Authors Jason Annan and Pamela Gabriel addressed the labor concerns of building the bridge in their 2002 book "The Great Cooper River Bridge."
"The project did employ basic safety procedures, though they pale in comparison to what is required today," the authors wrote.
"Photographs of the project indicate that bridge workers did not always wear hard hats and were not always using safety harnesses when working up on the 18-inch-wide steel beams of the trusses."
Safety regulations improved greatly by the time the Pearman Bridge was constructed in the 1960s, but reports indicate at least four workers died in falls.
The first victim was William Thompson, 34, of Shreveport, La.

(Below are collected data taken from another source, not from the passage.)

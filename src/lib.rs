#![deny(missing_debug_implementations)]

//! Hand-written parser for single lines of the IMAP4rev1 protocol.
//!
//! Given one line (without the trailing CRLF) and, optionally, the
//! pre-captured payloads of any literals the line references, [`parse`]
//! produces a [`Response`]: the tag, the command, and the attributes as a
//! tree of atoms, strings, literals, sequence sets, lists, section
//! specifications and partial ranges.
//!
//! The grammar follows [RFC 3501](https://datatracker.ietf.org/doc/html/rfc3501)
//! extended by well-known response-code conventions, and deliberately
//! tolerates documented server quirks: leading NUL bytes, bare availability
//! notices, extra whitespace around groups, and stray bytes in status text.
//!
//! # Example
//!
//! ```rust
//! use imap_line::{parse, Attribute, ParseOptions};
//!
//! let response = parse(b"A1 OK LOGIN completed", ParseOptions::default())?;
//!
//! assert_eq!(response.tag, "A1");
//! assert_eq!(response.command, "OK");
//! assert_eq!(
//!     response.attributes,
//!     vec![Attribute::Text {
//!         value: "LOGIN completed".into()
//!     }]
//! );
//! # Ok::<(), imap_line::ParseError>(())
//! ```

mod error;
mod line;
mod response;
mod tokens;

pub mod syntax;
pub mod utils;

pub use error::{ParseError, ParseErrorKind};
pub use line::{parse, ParseOptions};
pub use response::{Attribute, LiteralValue, Response};
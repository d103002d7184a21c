// This Source Code Form is subject to the terms of the Mozilla Public
// License, v. 2.0. If a copy of the MPL was not distributed with this
// file, You can obtain one at https://mozilla.org/MPL/2.0/.
//
// Copyright (c) 2025 Pegasus Heavy Industries, LLC

//! Shared helpers for integration tests

use std::sync::Arc;
use std::sync::atomic::{AtomicUsize, Ordering};
use tracing_subscriber::EnvFilter;

/// Install a test subscriber honoring `RUST_LOG`
pub fn init_tracing() {
    let _ = tracing_subscriber::fmt()
        .with_env_filter(EnvFilter::from_default_env())
        .with_test_writer()
        .try_init();
}

/// Shared execution counter for module bodies
#[derive(Clone, Default)]
pub struct Counter(Arc<AtomicUsize>);

impl Counter {
    pub fn bump(&self) {
        self.0.fetch_add(1, Ordering::SeqCst);
    }

    pub fn get(&self) -> usize {
        self.0.load(Ordering::SeqCst)
    }
}
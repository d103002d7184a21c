// This Source Code Form is subject to the terms of the Mozilla Public
// License, v. 2.0. If a copy of the MPL was not distributed with this
// file, You can obtain one at https://mozilla.org/MPL/2.0/.
//
// Copyright (c) 2025 Pegasus Heavy Industries, LLC

//! Canonical module paths
//!
//! Module paths are always `/`-separated, whatever the host platform, and
//! canonical paths carry neither a leading nor a trailing separator.

/// Path segment separator
pub const SEPARATOR: char = '/';

/// Normalize `path` against the `base` directory segments.
///
/// An absolute `path` (leading `/`) ignores `base`. `..` pops the last
/// segment and is a no-op at the root; `.` and empty segments are dropped.
pub fn normalize<S: AsRef<str>>(path: &str, base: &[S]) -> String {
    let base: &[S] = if path.starts_with(SEPARATOR) { &[] } else { base };

    let mut components: Vec<&str> = Vec::new();
    let pieces = base
        .iter()
        .map(AsRef::as_ref)
        .chain(path.split(SEPARATOR));

    for component in pieces {
        match component {
            "" | "." => continue,
            ".." => {
                components.pop();
            }
            c => components.push(c),
        }
    }

    let normalized = components.join("/");
    tracing::trace!(path, normalized = %normalized, "normalized module path");
    normalized
}

/// Directory part of a canonical path (`""` for root-level files)
pub fn dirname(path: &str) -> &str {
    match path.rfind(SEPARATOR) {
        Some(idx) => &path[..idx],
        None => "",
    }
}

/// Split a directory into base segments for [`normalize`]
pub fn segments(dir: &str) -> Vec<&str> {
    dir.split(SEPARATOR).collect()
}

/// Whether `specifier` names a dependency package rather than a file.
///
/// Anything not starting with `/`, `./` or `../` is a bare specifier. The
/// empty string is treated as a path.
pub fn is_package_specifier(specifier: &str) -> bool {
    !(specifier.is_empty()
        || specifier.starts_with('/')
        || specifier.starts_with("./")
        || specifier.starts_with("../"))
}
// This Source Code Form is subject to the terms of the Mozilla Public
// License, v. 2.0. If a copy of the MPL was not distributed with this
// file, You can obtain one at https://mozilla.org/MPL/2.0/.
//
// Copyright (c) 2025 Pegasus Heavy Industries, LLC

//! Error types for the module system

use thiserror::Error;

/// Result type for module system operations
pub type Result<T> = std::result::Result<T, RequireError>;

/// Errors raised by `require()`
///
/// Structural failures (missing files, cycles, unknown dependencies) and a
/// module body's own failures all reach the caller of `require` through this
/// type. None of them is retried by the loader.
#[derive(Debug, Error)]
pub enum RequireError {
    /// No module at the canonical path in the package's module table
    #[error("Could not find file at {path} in {package}")]
    NotFound {
        /// Canonical path that was requested
        path: String,
        /// Name of the package that was searched
        package: String,
    },

    /// A module required itself before finishing its initial execution
    #[error("Circular dependency detected when requiring {0}")]
    CircularDependency(String),

    /// Bare specifier with no entry in the dependency table
    #[error("Package: {0} not found.")]
    DependencyNotFound(String),

    /// Failure raised by a module body
    #[error("{0}")]
    Thrown(String),

    /// Native evaluator has no function registered under this symbol
    #[error("No native unit registered as '{0}'")]
    UnknownUnit(String),

    /// JSON parsing error
    #[error("JSON parse error: {0}")]
    Json(#[from] serde_json::Error),

    /// A module's require function outlived its package
    #[error("Cannot require '{0}': its package has been dropped")]
    PackageDropped(String),
}

impl RequireError {
    /// Create an error raised from inside a module body
    pub fn thrown(msg: impl Into<String>) -> Self {
        Self::Thrown(msg.into())
    }

    /// Create a module not found error
    pub fn not_found(path: impl Into<String>, package: impl Into<String>) -> Self {
        Self::NotFound {
            path: path.into(),
            package: package.into(),
        }
    }

    /// Whether this is a missing module error
    pub fn is_not_found(&self) -> bool {
        matches!(self, Self::NotFound { .. })
    }

    /// Whether this is a circular dependency error
    pub fn is_circular(&self) -> bool {
        matches!(self, Self::CircularDependency(_))
    }
}
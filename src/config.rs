// This Source Code Form is subject to the terms of the Mozilla Public
// License, v. 2.0. If a copy of the MPL was not distributed with this
// file, You can obtain one at https://mozilla.org/MPL/2.0/.
//
// Copyright (c) 2025 Pegasus Heavy Industries, LLC

//! Loader configuration.

use serde::{Deserialize, Serialize};

use crate::error::Result;

/// Entry point loaded when a package does not declare one
pub const DEFAULT_ENTRY_POINT: &str = "main";

/// Name given to the top of the package graph
pub const ROOT_NAME: &str = "ROOT";

/// Configuration for a [`Loader`](crate::Loader).
#[derive(Debug, Clone, PartialEq, Eq, Serialize, Deserialize)]
#[serde(default, rename_all = "camelCase")]
pub struct LoaderConfig {
    /// Entry point for packages without an `entryPoint`
    pub default_entry_point: String,

    /// `name` and `scopedName` assigned to the root package
    pub root_name: String,

    /// Hand evaluators the program with a trailing `//# sourceURL=` line
    pub annotate_source_urls: bool,

    /// Parse paths ending in `.json` as data instead of executing them
    pub json_modules: bool,
}

impl Default for LoaderConfig {
    fn default() -> Self {
        Self {
            default_entry_point: DEFAULT_ENTRY_POINT.to_string(),
            root_name: ROOT_NAME.to_string(),
            annotate_source_urls: true,
            json_modules: true,
        }
    }
}

impl LoaderConfig {
    /// Parse configuration from JSON. Missing keys take their defaults.
    pub fn from_json(json: &str) -> Result<Self> {
        Ok(serde_json::from_str(json)?)
    }

    /// Set the default entry point
    pub fn with_default_entry_point(mut self, entry_point: impl Into<String>) -> Self {
        self.default_entry_point = entry_point.into();
        self
    }

    /// Enable or disable `.json` data modules
    pub fn with_json_modules(mut self, enabled: bool) -> Self {
        self.json_modules = enabled;
        self
    }

    /// Set the root package name
    pub fn with_root_name(mut self, name: impl Into<String>) -> Self {
        self.root_name = name.into();
        self
    }
}
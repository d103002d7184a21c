// This Source Code Form is subject to the terms of the Mozilla Public
// License, v. 2.0. If a copy of the MPL was not distributed with this
// file, You can obtain one at https://mozilla.org/MPL/2.0/.
//
// Copyright (c) 2025 Pegasus Heavy Industries, LLC

//! Per-package module cache for require()

use dashmap::DashMap;
use dashmap::mapref::entry::Entry;
use std::sync::Arc;

use crate::module_system::scope::Module;

/// State of a canonical path in a package's cache.
///
/// A path with no slot has never been loaded (or its last load failed).
#[derive(Debug, Clone)]
pub enum CacheSlot {
    /// The module body is executing right now
    Loading,
    /// The module finished executing
    Loaded(Arc<Module>),
}

/// Outcome of [`ModuleCache::claim`]
#[derive(Debug)]
pub(crate) enum Claim {
    /// Already loaded, use this record
    Loaded(Arc<Module>),
    /// Another load of this path is still on the stack
    InFlight,
    /// The caller now owns the in-flight guard and must load the module
    Claimed,
}

/// Module cache owned by a single package
#[derive(Debug, Default)]
pub struct ModuleCache {
    /// Cache mapping canonical paths to slots
    cache: DashMap<String, CacheSlot>,
}

impl ModuleCache {
    /// Create a new empty cache
    pub fn new() -> Self {
        Self {
            cache: DashMap::new(),
        }
    }

    /// Get the slot for a canonical path
    pub fn get(&self, path: &str) -> Option<CacheSlot> {
        self.cache.get(path).map(|entry| entry.value().clone())
    }

    /// Whether the module at `path` is mid-execution
    pub fn is_loading(&self, path: &str) -> bool {
        matches!(self.get(path), Some(CacheSlot::Loading))
    }

    /// Look up `path`, placing the in-flight guard if it is absent.
    ///
    /// The shard lock is released before this returns, so the caller may
    /// re-enter the cache while executing the module.
    pub(crate) fn claim(&self, path: &str) -> Claim {
        match self.cache.entry(path.to_string()) {
            Entry::Occupied(entry) => match entry.get() {
                CacheSlot::Loading => Claim::InFlight,
                CacheSlot::Loaded(module) => Claim::Loaded(Arc::clone(module)),
            },
            Entry::Vacant(entry) => {
                entry.insert(CacheSlot::Loading);
                Claim::Claimed
            }
        }
    }

    /// Replace the guard at `path` with the loaded module
    pub(crate) fn complete(&self, path: String, module: Arc<Module>) {
        self.cache.insert(path, CacheSlot::Loaded(module));
    }

    /// Drop the guard at `path`, leaving any loaded module in place.
    ///
    /// Returns whether a guard was removed.
    pub(crate) fn release(&self, path: &str) -> bool {
        self.cache
            .remove_if(path, |_, slot| matches!(slot, CacheSlot::Loading))
            .is_some()
    }

    /// Canonical paths of fully loaded modules, sorted
    pub fn loaded_paths(&self) -> Vec<String> {
        let mut paths: Vec<String> = self
            .cache
            .iter()
            .filter(|entry| matches!(entry.value(), CacheSlot::Loaded(_)))
            .map(|entry| entry.key().clone())
            .collect();
        paths.sort();
        paths
    }

    /// Get the number of slots, guards included
    pub fn len(&self) -> usize {
        self.cache.len()
    }

    /// Check if the cache is empty
    pub fn is_empty(&self) -> bool {
        self.cache.is_empty()
    }
}
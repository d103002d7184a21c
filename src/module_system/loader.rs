// This Source Code Form is subject to the terms of the Mozilla Public
// License, v. 2.0. If a copy of the MPL was not distributed with this
// file, You can obtain one at https://mozilla.org/MPL/2.0/.
//
// Copyright (c) 2025 Pegasus Heavy Industries, LLC

//! Module loader - locates, executes and caches modules

use std::fmt;
use std::sync::Arc;
use tracing::{debug, warn};

use crate::config::LoaderConfig;
use crate::error::{RequireError, Result};
use crate::evaluator::{Evaluator, Program};
use crate::module_system::cache::Claim;
use crate::module_system::require::Require;
use crate::module_system::scope::{Module, Scope};
use crate::package::Package;
use crate::path;
use crate::value::Value;

/// Module loader
///
/// Cheap to clone; clones share the evaluator, configuration and global
/// context. Module caches belong to the packages, not to the loader.
///
/// Every module is executed through the evaluator, except paths ending in
/// `.json` while [`LoaderConfig::json_modules`] is set: those are parsed as
/// data and become the exports directly.
///
/// Loading is single-threaded: two threads loading the same path of one
/// package at the same time see each other's in-flight guard, and one of
/// them fails with [`RequireError::CircularDependency`].
#[derive(Clone)]
pub struct Loader {
    /// Runs module bodies
    evaluator: Arc<dyn Evaluator>,
    /// Loader settings
    config: Arc<LoaderConfig>,
    /// Value bound to `global` in every module
    global: Value,
}

impl Loader {
    /// Create a loader with the default configuration
    pub fn new<E: Evaluator + 'static>(evaluator: E) -> Self {
        Self {
            evaluator: Arc::new(evaluator),
            config: Arc::new(LoaderConfig::default()),
            global: Value::object(),
        }
    }

    /// Replace the configuration
    pub fn with_config(mut self, config: LoaderConfig) -> Self {
        self.config = Arc::new(config);
        self
    }

    /// Replace the execution context bound to `global`
    pub fn with_global(mut self, global: Value) -> Self {
        self.global = global;
        self
    }

    /// The active configuration
    pub fn config(&self) -> &LoaderConfig {
        &self.config
    }

    /// The execution context bound to `global`
    pub fn global(&self) -> &Value {
        &self.global
    }

    /// Generate the require function for a root package.
    ///
    /// The package is named after `root_name` unless it already has names.
    pub fn generate_for(&self, package: &Arc<Package>) -> Require {
        package.name_or_init(|| self.config.root_name.clone());
        package.scoped_name_or_init(|| self.config.root_name.clone());
        Require::for_root(self.clone(), package)
    }

    /// Load a package's entry point and return its exports
    pub fn load_package(&self, package: &Arc<Package>) -> Result<Value> {
        let entry_point = self.entry_point_of(package);
        self.load_path(Module::root().directory(), package, entry_point)
    }

    /// Resolve a bare specifier against `package`'s dependencies and load it
    pub(crate) fn load_dependency(&self, package: &Arc<Package>, specifier: &str) -> Result<Value> {
        let dependency = self.dependency_of(package, specifier)?;
        let name = dependency.name_or_init(|| specifier.to_string());
        let scoped_name = dependency.scoped_name_or_init(|| self.child_scope(package, specifier));
        debug!(specifier, name, scoped_name, "resolved dependency package");
        self.load_package(dependency)
    }

    /// Load a path specifier required from `directory`, through the cache
    pub(crate) fn load_path(&self, directory: &str, package: &Arc<Package>, path: &str) -> Result<Value> {
        let canonical = self.canonical_path(directory, path);
        let cache = package.cache();

        match cache.claim(&canonical) {
            Claim::Loaded(module) => {
                debug!(path = %canonical, "module cache hit");
                Ok(module.exports())
            }
            Claim::InFlight => Err(RequireError::CircularDependency(canonical)),
            Claim::Claimed => match self.load_module(package, &canonical) {
                Ok(module) => {
                    let exports = module.exports();
                    cache.complete(canonical, module);
                    Ok(exports)
                }
                Err(err) => {
                    if cache.release(&canonical) {
                        warn!(path = %canonical, error = %err, "module failed to load");
                    }
                    Err(err)
                }
            },
        }
    }

    /// Execute the module at `canonical` in a fresh scope.
    ///
    /// Does not consult or update the cache.
    pub(crate) fn load_module(&self, package: &Arc<Package>, canonical: &str) -> Result<Arc<Module>> {
        let source = package
            .module(canonical)
            .ok_or_else(|| RequireError::not_found(canonical, self.name_of(package)))?;

        let dirname = path::dirname(canonical);
        let module = Arc::new(Module::new(dirname));

        if self.config.json_modules && canonical.ends_with(".json") {
            let json: serde_json::Value = serde_json::from_str(&source.content)?;
            module.set_exports(Value::from_json(&json));
            return Ok(module);
        }

        let program = Program::new(
            &source.content,
            canonical,
            self.scoped_name_of(package),
            self.config.annotate_source_urls,
        );
        let require = Require::for_module(self.clone(), package, &module);
        let scope = Scope::new(require, Arc::clone(&module), package, canonical, &self.global);

        debug!(source_url = %program.source_url(), "executing module");
        self.evaluator.evaluate(&program, &scope)?;
        debug!(source_url = %program.source_url(), "module executed");

        Ok(module)
    }

    /// Canonical path `path` names when required from `directory`
    pub(crate) fn canonical_path(&self, directory: &str, path: &str) -> String {
        path::normalize(path, &path::segments(directory))
    }

    pub(crate) fn dependency_of<'p>(&self, package: &'p Package, specifier: &str) -> Result<&'p Arc<Package>> {
        package
            .dependency(specifier)
            .ok_or_else(|| RequireError::DependencyNotFound(specifier.to_string()))
    }

    pub(crate) fn entry_point_of<'p>(&'p self, package: &'p Package) -> &'p str {
        package
            .entry_point()
            .unwrap_or(&self.config.default_entry_point)
    }

    pub(crate) fn child_scope(&self, parent: &Package, specifier: &str) -> String {
        format!("{}:{}", self.scoped_name_of(parent), specifier)
    }

    fn name_of<'p>(&'p self, package: &'p Package) -> &'p str {
        package.name().unwrap_or(&self.config.root_name)
    }

    fn scoped_name_of<'p>(&'p self, package: &'p Package) -> &'p str {
        package.scoped_name().unwrap_or(&self.config.root_name)
    }
}

impl fmt::Debug for Loader {
    fn fmt(&self, f: &mut fmt::Formatter<'_>) -> fmt::Result {
        f.debug_struct("Loader")
            .field("config", &self.config)
            .finish_non_exhaustive()
    }
}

He was working 60 feet in the air when the pile-driving crane he was attached to by a safety belt toppled into the marsh, taking him down. The crane, weighing between 3,000 and 4,000 pounds, landed on him.
The Pearman's second victim was steelworker Sidney Wilson, 56, of Camp Hill, Pa., a foreman who lost his footing while climbing a ladder. He struck a wooden construction walkway as he tumbled 130 feet.
Eleven days later, carpenter Henry Padgett, 35, of Colleton County, fell. He may have been electrocuted when his steel measuring tape hit a live wire. The tape was found burned in two with about 23 feet of it extended from its reel. Strong winds may have blown the tape into a 46,000 volt power line that fed much of Mount Pleasant and the Charleston waterfront.
Pearman's last fatality was A.J. Hall, 27, of Cross, who plunged 150 feet when the three-wheeled power buggy he was driving went over the side. The vehicle was used to move lumber.
Hall's life vest ripped from his body when he hit the river.
The final construction death associated with spanning the Cooper River came in May 2004 on the Ravenel Bridge. Miguel Angel Rojas Lucas, 19, fell 75 feet into Town Creek. Investigators said Lucas was provided proper safety equipment at the time of his death but that he had unclipped his safety harness in preparation for his lunch break. His body was recovered three days later.